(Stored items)
· · ·

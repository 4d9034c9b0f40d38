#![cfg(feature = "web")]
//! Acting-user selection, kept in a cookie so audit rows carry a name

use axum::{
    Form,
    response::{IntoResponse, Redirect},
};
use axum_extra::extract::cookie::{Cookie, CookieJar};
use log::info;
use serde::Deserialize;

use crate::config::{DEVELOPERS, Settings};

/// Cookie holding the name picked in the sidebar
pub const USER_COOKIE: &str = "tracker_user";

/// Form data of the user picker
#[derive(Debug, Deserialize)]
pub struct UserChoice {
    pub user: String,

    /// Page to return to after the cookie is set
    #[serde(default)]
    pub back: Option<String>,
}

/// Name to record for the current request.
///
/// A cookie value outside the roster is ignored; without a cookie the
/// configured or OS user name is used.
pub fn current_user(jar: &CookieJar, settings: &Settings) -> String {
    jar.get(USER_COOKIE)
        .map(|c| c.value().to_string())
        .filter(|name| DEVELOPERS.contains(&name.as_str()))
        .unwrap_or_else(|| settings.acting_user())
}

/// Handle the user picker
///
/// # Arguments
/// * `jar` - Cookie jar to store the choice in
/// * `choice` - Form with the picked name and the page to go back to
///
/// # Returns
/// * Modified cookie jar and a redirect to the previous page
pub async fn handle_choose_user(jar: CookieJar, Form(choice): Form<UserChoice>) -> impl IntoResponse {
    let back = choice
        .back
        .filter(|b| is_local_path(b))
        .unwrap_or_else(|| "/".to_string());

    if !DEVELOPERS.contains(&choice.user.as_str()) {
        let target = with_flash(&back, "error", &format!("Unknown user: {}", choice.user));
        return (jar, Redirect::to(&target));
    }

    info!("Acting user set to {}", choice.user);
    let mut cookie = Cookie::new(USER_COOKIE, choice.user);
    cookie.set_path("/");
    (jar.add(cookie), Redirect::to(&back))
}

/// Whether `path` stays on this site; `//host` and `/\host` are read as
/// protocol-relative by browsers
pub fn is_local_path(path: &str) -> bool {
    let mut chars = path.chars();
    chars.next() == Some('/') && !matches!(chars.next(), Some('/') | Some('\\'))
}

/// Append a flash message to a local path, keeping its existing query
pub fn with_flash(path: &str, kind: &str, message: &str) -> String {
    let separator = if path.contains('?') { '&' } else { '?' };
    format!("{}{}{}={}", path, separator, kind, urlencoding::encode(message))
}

· · ·

The full data, repeated exactly, is the only acceptable output.

repository 4d9034c9b0f40d38
#![cfg(feature = "web")]
//! Acting-user selection, kept in a cookie so audit rows carry a name

use axum::{
    Form,
    response::{IntoResponse, Redirect},
};
use axum_extra::extract::cookie::{Cookie, CookieJar};
use log::info;
use serde::Deserialize;

use crate::config::{DEVELOPERS, Settings};

/// Cookie holding the name picked in the sidebar
pub const USER_COOKIE: &str = "tracker_user";

/// Form data of the user picker
#[derive(Debug, Deserialize)]
pub struct UserChoice {
    pub user: String,

    /// Page to return to after the cookie is set
    #[serde(default)]
    pub back: Option<String>,
}

/// Name to record for the current request.
///
/// A cookie value outside the roster is ignored; without a cookie the
/// configured or OS user name is used.
pub fn current_user(jar: &CookieJar, settings: &Settings) -> String {
    jar.get(USER_COOKIE)
        .map(|c| c.value().to_string())
        .filter(|name| DEVELOPERS.contains(&name.as_str()))
        .unwrap_or_else(|| settings.acting_user())
}

/// Handle the user picker
///
/// # Arguments
/// * `jar` - Cookie jar to store the choice in
/// * `choice` - Form with the picked name and the page to go back to
///
/// # Returns
/// * Modified cookie jar and a redirect to the previous page
pub async fn handle_choose_user(jar: CookieJar, Form(choice): Form<UserChoice>) -> impl IntoResponse {
    let back = choice
        .back
        .filter(|b| is_local_path(b))
        .unwrap_or_else(|| "/".to_string());

    if !DEVELOPERS.contains(&choice.user.as_str()) {
        let target = with_flash(&back, "error", &format!("Unknown user: {}", choice.user));
        return (jar, Redirect::to(&target));
    }

    info!("Acting user set to {}", choice.user);
    let mut cookie = Cookie::new(USER_COOKIE, choice.user);
    cookie.set_path("/");
    (jar.add(cookie), Redirect::to(&back))
}

/// Whether `path` stays on this site; `//host` and `/\host` are read as
/// protocol-relative by browsers
pub fn is_local_path(path: &str) -> bool {
    let mut chars = path.chars();
    chars.next() == Some('/') && !matches!(chars.next(), Some('/') | Some('\\'))
}

/// Append a flash message to a local path, keeping its existing query
pub fn with_flash(path: &str, kind: &str, message: &str) -> String {
    let separator = if path.contains('?') { '&' } else { '?' };
    format!("{}{}{}={}", path, separator, kind, urlencoding::encode(message))
}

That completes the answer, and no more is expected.